Thus I sailed her mind this way and that, like I was a captain on a pitching ship on the high seas, and before long, there it was, rising clear to the surface like three neon-colored fish:
John 9:16
Acts 12:19
Spesians 4:11
“What’ve we got, Chandler?”
“Bad Bible studies. The first one doesn’t exist. There’s no John 9:16.”
“Either she jotted it down wrong, or my memory scrambled it.”
Not wanting to offend the boss, I kept quiet.
The second verse was one of those Biblical history bits. King Herod had decided to kill Peter, Peter escapes, Herod decides to put to death those who protected him.
We pondered that one a bit, but other than stretching it into a reference to exit, it didn’t seem to do much.
Moving on, I said, “Spesians might be her shorthand for Ephesians. And—sorry, Jen—this one is even more nothing than the last: ‘And he gave some, apostles; and some, prophets; and some, evangelists; and some, pastors and teachers.’”
Bible studies over for now, Jen and I returned to the Washington Charity Hospital Complex to check on Child’s Play. Maybe sneak in this time to see him and detect some crimes.
No guard outside his room. Good news.
No one inside his room. Not such good news.
At the nursing station, we flashed her badge at three nurses or nursing assistants or doctors or patient care assistants or custodians. Everyone dresses the same, and my programming always fails me: I never have a clue whether we’re talking to someone who transplants hearts or changes dirty sheets. The badge-flashing routine always impresses me, although it didn’t seem to do the trick on them. It was one nurse’s first day, and he’d never heard of Child’s Play except when used as an expression. A second spoke very poor English and said, “He gone,” and made a whooshing motion of her arms that either signified he had been discharged or had learned how to fly.

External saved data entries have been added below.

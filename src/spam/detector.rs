use chrono::NaiveDateTime;
use log::{debug, info};
use serde::Serialize;

use super::classifier::SpamClassifier;
use crate::email::Message;
use crate::heuristics::NoticeFilter;

/// Signaux déclenchés pour un message retenu.
#[derive(Debug, Clone, Copy, Default, PartialEq, Eq)]
pub struct Signals {
    pub spam: bool,
    pub system: bool,
    pub provider: bool,
}

impl Signals {
    pub fn any(&self) -> bool {
        self.spam || self.system || self.provider
    }
}

/// Message retenu par la vue spam/système.
#[derive(Debug, Clone, PartialEq, Serialize)]
pub struct SpamRecord {
    pub timestamp: Option<NaiveDateTime>,
    pub subject: String,
    pub body: String,
    #[serde(skip)]
    pub signals: Signals,
}

pub struct SpamDetector<'a> {
    classifier: &'a SpamClassifier,
    filter: &'a NoticeFilter,
}

impl<'a> SpamDetector<'a> {
    pub fn new(classifier: &'a SpamClassifier, filter: &'a NoticeFilter) -> Self {
        SpamDetector { classifier, filter }
    }

    pub fn signals(&self, message: &Message) -> Signals {
        Signals {
            spam: self.classifier.is_spam(&message.question.text),
            system: self.filter.is_system_subject(&message.subject),
            provider: self.filter.is_provider_sender(&message.sender),
        }
    }

    /// `None` pour un message sans corps ou sans aucun signal.
    pub fn inspect(&self, message: &Message) -> Option<SpamRecord> {
        if message.question.is_empty() {
            return None;
        }
        let signals = self.signals(message);
        if !signals.any() {
            return None;
        }
        debug!("{} retenu : {:?}", message.message_id, signals);
        Some(SpamRecord {
            timestamp: message.timestamp,
            subject: message.subject.clone(),
            body: message.question.text.clone(),
            signals,
        })
    }

    pub fn scan<'m, I>(&self, messages: I) -> Vec<SpamRecord>
    where
        I: IntoIterator<Item = &'m Message>,
    {
        let records: Vec<SpamRecord> = messages.into_iter().filter_map(|m| self.inspect(m)).collect();
        info!("📨 {} message(s) spam ou système trouvé(s)", records.len());
        records
    }
}

#[cfg(test)]
mod tests {
    use super::*;
    use crate::email::Body;
    use crate::spam::classifier::Label;

    fn classifier() -> SpamClassifier {
        SpamClassifier::train([
            (Label::Spam, "You have won! Click now to claim your prize"),
            (Label::Spam, "Claim your free prize now, click the link"),
            (Label::Ham, "Can we meet after class to go over the homework?"),
            (Label::Ham, "Thanks for the notes, see you tomorrow"),
        ])
        .unwrap()
    }

    fn message(sender: &str, subject: &str, body: &str) -> Message {
        Message {
            message_id: format!("{}-{}", sender, subject),
            in_reply_to: None,
            references: Vec::new(),
            sender: sender.to_string(),
            subject: subject.to_string(),
            timestamp: None,
            question: Body::from_raw(body),
            answer: None,
        }
    }

    #[test]
    fn test_signals_are_combined() {
        let classifier = classifier();
        let filter = NoticeFilter::new(&["Security alert"], "google");
        let detector = SpamDetector::new(&classifier, &filter);

        let messages = vec![
            message("friend@example.com", "Hi", "You've won! Click now to claim your prize"),
            message("friend@example.com", "Security alert", "Can we meet after class?"),
            message("no-reply@accounts.google.com", "Storage", "See you tomorrow"),
            message("friend@example.com", "Notes", "Thanks for the notes, see you tomorrow"),
        ];
        let records = detector.scan(&messages);

        assert_eq!(records.len(), 3);
        assert!(records[0].signals.spam);
        assert!(records[1].signals.system && !records[1].signals.spam);
        assert!(records[2].signals.provider);
    }

    #[test]
    fn test_empty_body_is_never_retained() {
        let classifier = classifier();
        let filter = NoticeFilter::new(&["Security alert"], "google");
        let detector = SpamDetector::new(&classifier, &filter);

        let alert = message("no-reply@accounts.google.com", "Security alert", "<img src=x>");
        assert!(detector.inspect(&alert).is_none());
    }
}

A third tried to check Child’s Play’s file but found no record he’d ever been there.
We were about to leave when the nice Lebanese doctor arrived. We asked about Child’s Play. He blushed. “I, um …”
We waited.
“I can’t really … it’s …” His eyes looked very sad.
“You can’t say where he’s gone,” Jen said.
“I can’t even say someone was here who has gone.”
“But—”
“Listen, they can boot me out of the country faster than …”
We waited to hear what it would be faster than, but instead he shook his head sorrowfully, turned, and walked away.
We headed over to V Street NW on a white and silver cop bicycle to pay a surprise visit to Delmar Johnson Jr.
“Delmar Johnson Jr. is a bit of an oaf.” Jen likes to school me on the subtitles of human character.
“I thought,” I said, “that oafs had to live in the country.”
“No. We have urban oafs. And this one is a damn lucky oaf.”
Delmar Junior was out on bail, facing only a charge of possession of an illegal firearm. The DA had decided a jury would rule that he acted in self-defense.
“Do you agree with that decision?” I said.
“That’s not my job.”
“I didn’t ask you that.”
“Dunno,” Jen said. “His father might have shot him first. It was a standoff. And his dad was the one who shot his mother. And they were refusing to exit. Sounds like self-defense to me.”
I didn’t say anything.
“What?” she eventually said. “You don’t agree?”
I said, “I’m not so sure.”
Here’s the strange thing. If she had asked me the same question two years ago, I would barely have known what she was getting at. A year ago, I would have understood but wouldn’t have ventured an opinion. Six months ago, I would have toed the line. But I seem to be changing my mind. Well, that’s only an expression. Or is it? Could I be developing a mind? I wonder what that feels like, to have a mind and not merely organic circuits? I wonder if Jen will notice. I wonder if anyone will notice. I wonder what will happen to my mind when I die in three years.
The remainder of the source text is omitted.